Scientific classification
- Kingdom: Animalia
- Phylum: Chordata
- Class: Amphibia
- Order: Anura
- Family: Eleutherodactylidae
- Genus: Eleutherodactylus
- Species: E. ruthae
- Binomial name: Eleutherodactylus ruthae Noble, 1923

= Eleutherodactylus ruthae =

- Authority: Noble, 1923
- Conservation status: EN

Species of frog

Eleutherodactylus ruthae (common name: Ruth's robber frog) is a species of frog in the family Eleutherodactylidae. It is endemic to Hispaniola and known from scattered locations in both Haiti and the Dominican Republic. It was described by Gladwyn Kingsley Noble, who named it in honour of his wife, Ruth Crosby Noble; she also first discovered the species. It might represent more than one species. Eleutherodactylus aporostegus, Eleutherodactylus bothroboans, Eleutherodactylus tychaethrous were first described as subspecies of Eleutherodactylus ruthae, but have later been elevated to full species status.

==Description==
The holotype, an adult male, measured 49 mm in snout–vent length. The snout is distinctly shovel-shaped. Dorsum is spotted. Skin is glandular and finely warty above, with best developed warts on sides of body.

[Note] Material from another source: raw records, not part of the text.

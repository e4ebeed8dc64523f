use anyhow::{Context, Result};
use csv::Writer;
use image::{GrayImage, ImageBuffer, Luma, RgbaImage};
use serde::Serialize;
use std::fs::File;
use std::path::{Path, PathBuf};
use tessera_core::sim::{ParticlePool, PoolStats};

/// One CSV row per live particle
#[derive(Serialize)]
struct ParticleRow {
    slot: usize,
    x: f32,
    y: f32,
    z: f32,
    vx: f32,
    vy: f32,
    vz: f32,
    elapsed: f32,
    max_lifespan: f32,
}

/// Snapshot writer for particle dumps and images
pub struct SnapshotWriter {
    output_dir: PathBuf,
}

impl SnapshotWriter {
    pub fn new(output_dir: &Path) -> Self {
        Self {
            output_dir: output_dir.to_path_buf(),
        }
    }

    /// Write live particle state to `particles_XXXX.csv`
    pub fn write_particles_snapshot(&self, step: u32, pool: &ParticlePool) -> Result<()> {
        let filepath = self.output_dir.join(format!("particles_{:04}.csv", step));
        let mut csv_writer = Writer::from_writer(File::create(&filepath)?);

        for (slot, p) in pool.iter().enumerate() {
            csv_writer.serialize(ParticleRow {
                slot,
                x: p.pos[0],
                y: p.pos[1],
                z: p.pos[2],
                vx: p.vel[0],
                vy: p.vel[1],
                vz: p.vel[2],
                elapsed: p.elapsed,
                max_lifespan: p.max_lifespan,
            })?;
        }
        csv_writer.flush()?;

        Ok(())
    }

    /// Write pool statistics to `stats_XXXX.yaml`
    pub fn write_stats_snapshot(&self, step: u32, stats: &PoolStats) -> Result<()> {
        let filepath = self.output_dir.join(format!("stats_{:04}.yaml", step));
        let file = File::create(&filepath)?;
        serde_yaml::to_writer(file, stats)
            .with_context(|| format!("writing {}", filepath.display()))?;
        Ok(())
    }

    /// Write a top-down particle density image to `density_XXXX.png`
    pub fn write_density_snapshot(&self, step: u32, pool: &ParticlePool, size: [u32; 2]) -> Result<()> {
        let filepath = self.output_dir.join(format!("density_{:04}.png", step));
        density_image(pool, size).save(&filepath)?;
        Ok(())
    }

    /// Write a GPU frame read back as tightly packed RGBA8 to `frame_XXXX.png`
    pub fn write_frame(&self, step: u32, rgba: Vec<u8>, size: [u32; 2]) -> Result<()> {
        let filepath = self.output_dir.join(format!("frame_{:04}.png", step));
        let img = RgbaImage::from_raw(size[0], size[1], rgba)
            .context("frame buffer does not match image size")?;
        img.save(&filepath)?;
        Ok(())
    }
}

/// Count particles per pixel over the [-1, 1] x/z square, normalized to the busiest
/// pixel. Particles outside the square are ignored.
pub fn density_image(pool: &ParticlePool, size: [u32; 2]) -> GrayImage {
    let [width, height] = size;
    let row = width as usize;
    let mut counts = vec![0u32; row * height as usize];

    for p in pool {
        let u = (p.pos[0] + 1.0) * 0.5;
        let v = (p.pos[2] + 1.0) * 0.5;
        if !(0.0..=1.0).contains(&u) || !(0.0..=1.0).contains(&v) {
            continue;
        }
        let x = ((u * width as f32) as u32).min(width - 1);
        let y = ((v * height as f32) as u32).min(height - 1);
        counts[y as usize * row + x as usize] += 1;
    }

    let max_count = counts.iter().copied().max().unwrap_or(0);
    let mut img = ImageBuffer::new(width, height);
    for (x, y, pixel) in img.enumerate_pixels_mut() {
        let count = counts[y as usize * row + x as usize];
        let normalized = if max_count > 0 {
            ((count as f32 / max_count as f32) * 255.0).clamp(0.0, 255.0) as u8
        } else {
            0
        };
        *pixel = Luma([normalized]);
    }
    img
}
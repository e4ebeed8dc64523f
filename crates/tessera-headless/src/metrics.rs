use csv::Writer;
use std::fs::File;
use std::path::Path;
use std::time::Duration;
use tessera_core::sim::PoolStats;

/// Cumulative emitter/pool counters reported alongside each metrics row
#[derive(Debug, Clone, Copy, Default)]
pub struct RunCounters {
    pub spawned_total: u64,
    pub dropped_total: u64,
    pub culled_total: u64,
}

/// Metrics writer for CSV output and performance logging
pub struct MetricsWriter {
    csv_writer: Writer<File>,
    step_count: u32,
}

impl MetricsWriter {
    /// Create `metrics.csv` in the output directory and write its header
    pub fn new(output_dir: &Path) -> Result<Self, anyhow::Error> {
        let csv_path = output_dir.join("metrics.csv");
        let file = File::create(&csv_path)?;

        let mut csv_writer = Writer::from_writer(file);
        csv_writer.write_record([
            "step",
            "live", "capacity",
            "spawned_total", "dropped_total", "culled_total",
            "mean_elapsed", "mean_life_fraction", "mean_speed",
            "wall_time_ms",
        ])?;

        Ok(Self {
            csv_writer,
            step_count: 0,
        })
    }

    /// Write metrics for a single simulation step
    pub fn write_step(
        &mut self,
        step: u32,
        stats: &PoolStats,
        counters: &RunCounters,
        step_time: Duration,
    ) -> Result<(), anyhow::Error> {
        let wall_time_ms = step_time.as_secs_f64() * 1000.0;

        self.csv_writer.write_record(&[
            step.to_string(),
            stats.live_count.to_string(),
            stats.capacity.to_string(),
            counters.spawned_total.to_string(),
            counters.dropped_total.to_string(),
            counters.culled_total.to_string(),
            stats.mean_elapsed.to_string(),
            stats.mean_life_fraction.to_string(),
            stats.mean_speed.to_string(),
            wall_time_ms.to_string(),
        ])?;

        self.csv_writer.flush()?;
        self.step_count += 1;

        Ok(())
    }

    /// Get the number of steps written
    pub fn step_count(&self) -> u32 {
        self.step_count
    }
}
//! Shared configuration types for Tessera scenes
//!
//! This crate holds every parameter structure read by the headless runner and the
//! core engine, so a scene file means the same thing wherever it is loaded.

use bytemuck::{Pod, Zeroable};

/// Largest accepted side of an output image, the 2D texture limit of
/// `wgpu::Limits::downlevel_defaults()`
pub const MAX_IMAGE_SIZE: u32 = 2048;

/// World / clock configuration
#[derive(Debug, Clone)]
#[cfg_attr(feature = "serde", derive(serde::Serialize, serde::Deserialize))]
pub struct WorldConfig {
    pub steps: u32,
    pub dt: f32,
    pub seed: u64,
}

/// Particle pool and emitter configuration
#[derive(Debug, Clone)]
#[cfg_attr(feature = "serde", derive(serde::Serialize, serde::Deserialize))]
pub struct ParticleConfig {
    pub capacity: u32,
    pub spawn_rate: f32,      // Particles per second
    pub lifespan: [f32; 2],   // Seconds, [min, max]
    pub speed: [f32; 2],      // World units per second, [min, max]
    pub origin: [f32; 3],
    pub spread: f32,          // Cone half-angle around +Y, radians
}

/// Terrain grid configuration
#[derive(Debug, Clone)]
#[cfg_attr(feature = "serde", derive(serde::Serialize, serde::Deserialize))]
pub struct TerrainConfig {
    pub tessellation: u32,
}

/// Colors handed to the render pipelines
#[derive(Debug, Clone)]
#[cfg_attr(feature = "serde", derive(serde::Serialize, serde::Deserialize))]
pub struct RenderConfig {
    pub terrain_tint: [f32; 3],
    pub particle_color: [f32; 3],
    pub clear_color: [f32; 3],
}

/// Output cadence for the headless runner
#[derive(Debug, Clone)]
#[cfg_attr(feature = "serde", derive(serde::Serialize, serde::Deserialize))]
pub struct OutputConfig {
    pub metrics_interval: u32,
    pub snapshot_steps: Vec<u32>,
    pub image_size: [u32; 2],
}

/// Complete scene configuration
#[derive(Debug, Clone)]
#[cfg_attr(feature = "serde", derive(serde::Serialize, serde::Deserialize))]
pub struct SceneConfig {
    pub world: WorldConfig,
    pub particles: ParticleConfig,
    pub terrain: TerrainConfig,
    pub render: RenderConfig,
    pub output: OutputConfig,
}

/// GPU-compatible uniform for the terrain and particle shaders
#[repr(C)]
#[derive(Debug, Clone, Copy, Pod, Zeroable)]
pub struct RenderParams {
    pub terrain_tint: [f32; 4],
    pub particle_color: [f32; 4],
}

impl Default for SceneConfig {
    fn default() -> Self {
        Self {
            world: WorldConfig {
                steps: 600,
                dt: 1.0 / 60.0,
                seed: 1337,
            },
            particles: ParticleConfig {
                capacity: 4096,
                spawn_rate: 400.0,
                lifespan: [1.0, 3.0],
                speed: [0.2, 0.6],
                origin: [0.0, 0.0, 0.0],
                spread: 0.6,
            },
            terrain: TerrainConfig {
                tessellation: 64,
            },
            render: RenderConfig {
                terrain_tint: [0.35, 0.55, 0.3],
                particle_color: [1.0, 0.8, 0.4],
                clear_color: [0.05, 0.05, 0.08],
            },
            output: OutputConfig {
                metrics_interval: 30,
                snapshot_steps: vec![0, 120, 300, 600],
                image_size: [512, 512],
            },
        }
    }
}

impl SceneConfig {
    /// Check value ranges before a run starts
    pub fn validate(&self) -> Result<(), String> {
        if self.world.steps == 0 {
            return Err("world.steps must be greater than 0".to_string());
        }
        if !(self.world.dt > 0.0) {
            return Err(format!("world.dt must be positive, got {}", self.world.dt));
        }
        if self.terrain.tessellation < 2 {
            return Err(format!(
                "terrain.tessellation must be at least 2, got {}",
                self.terrain.tessellation
            ));
        }
        if !(self.particles.spawn_rate >= 0.0) {
            return Err(format!(
                "particles.spawn_rate must be non-negative, got {}",
                self.particles.spawn_rate
            ));
        }
        let [life_min, life_max] = self.particles.lifespan;
        if !(life_min > 0.0) || life_max < life_min {
            return Err(format!(
                "particles.lifespan must satisfy 0 < min <= max, got [{}, {}]",
                life_min, life_max
            ));
        }
        let [speed_min, speed_max] = self.particles.speed;
        if speed_min < 0.0 || speed_max < speed_min {
            return Err(format!(
                "particles.speed must satisfy 0 <= min <= max, got [{}, {}]",
                speed_min, speed_max
            ));
        }
        if self.output.metrics_interval == 0 {
            return Err("output.metrics_interval must be greater than 0".to_string());
        }
        let [width, height] = self.output.image_size;
        if width == 0 || height == 0 {
            return Err("output.image_size must be non-zero".to_string());
        }
        if width > MAX_IMAGE_SIZE || height > MAX_IMAGE_SIZE {
            return Err(format!(
                "output.image_size must be at most {} per side, got [{}, {}]",
                MAX_IMAGE_SIZE, width, height
            ));
        }
        Ok(())
    }
}

impl From<&SceneConfig> for RenderParams {
    fn from(config: &SceneConfig) -> Self {
        let [tr, tg, tb] = config.render.terrain_tint;
        let [pr, pg, pb] = config.render.particle_color;
        Self {
            terrain_tint: [tr, tg, tb, 1.0],
            particle_color: [pr, pg, pb, 1.0],
        }
    }
}

/// Vertex and binding layouts shared between Rust and WGSL
///
/// The locations below must match `terrain.wgsl` and `particles.wgsl`.
pub mod bindings {
    /// Terrain: position buffer (slot 0), `vec3<f32>`
    pub const TERRAIN_POSITION_LOCATION: u32 = 0;
    /// Terrain: uv buffer (slot 1), `vec2<f32>`
    pub const TERRAIN_UV_LOCATION: u32 = 1;

    /// Particle instance layout, one interleaved buffer
    ///
    /// ```wgsl
    /// @location(0) position: vec3<f32>,
    /// @location(1) elapsed: f32,
    /// @location(2) velocity: vec3<f32>,
    /// @location(3) max_lifespan: f32,
    /// ```
    pub const PARTICLE_POSITION_LOCATION: u32 = 0;
    pub const PARTICLE_ELAPSED_LOCATION: u32 = 1;
    pub const PARTICLE_VELOCITY_LOCATION: u32 = 2;
    pub const PARTICLE_LIFESPAN_LOCATION: u32 = 3;
    pub const PARTICLE_STRIDE: usize = 32;

    /// `@group(0) @binding(0) var<uniform> params: RenderParams;`
    pub const RENDER_BINDINGS: &str = "Group 0: RenderParams(uniform, vertex+fragment)";

    /// Validate that a particle struct matches the WGSL vertex stride
    pub fn validate_particle_stride(size: usize) -> Result<(), String> {
        if size != PARTICLE_STRIDE {
            Err(format!(
                "Particle stride mismatch: expected {}, got {}",
                PARTICLE_STRIDE, size
            ))
        } else {
            Ok(())
        }
    }

    /// Log binding layout information for debugging
    pub fn log_binding_layouts() {
        log::info!("Render bindings: {}", RENDER_BINDINGS);
        log::info!(
            "Terrain locations: position={}, uv={}",
            TERRAIN_POSITION_LOCATION,
            TERRAIN_UV_LOCATION
        );
        log::info!("Particle stride: {} bytes", PARTICLE_STRIDE);
    }
}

==Habitat and conservation==
The natural habitats of Eleutherodactylus ruthae are xeric pine forest and mesic forest. Its altitudinal range is from sea level 900 m asl. Males call from closed underground chambers where the eggs are also laid.

This rarely encountered frog is believed to be declining. It is threatened by habitat loss caused by logging and agriculture. However, it has declined even in suitable habitats, and factors such as invasive predators, climate change, and chytridiomycosis might also play a role.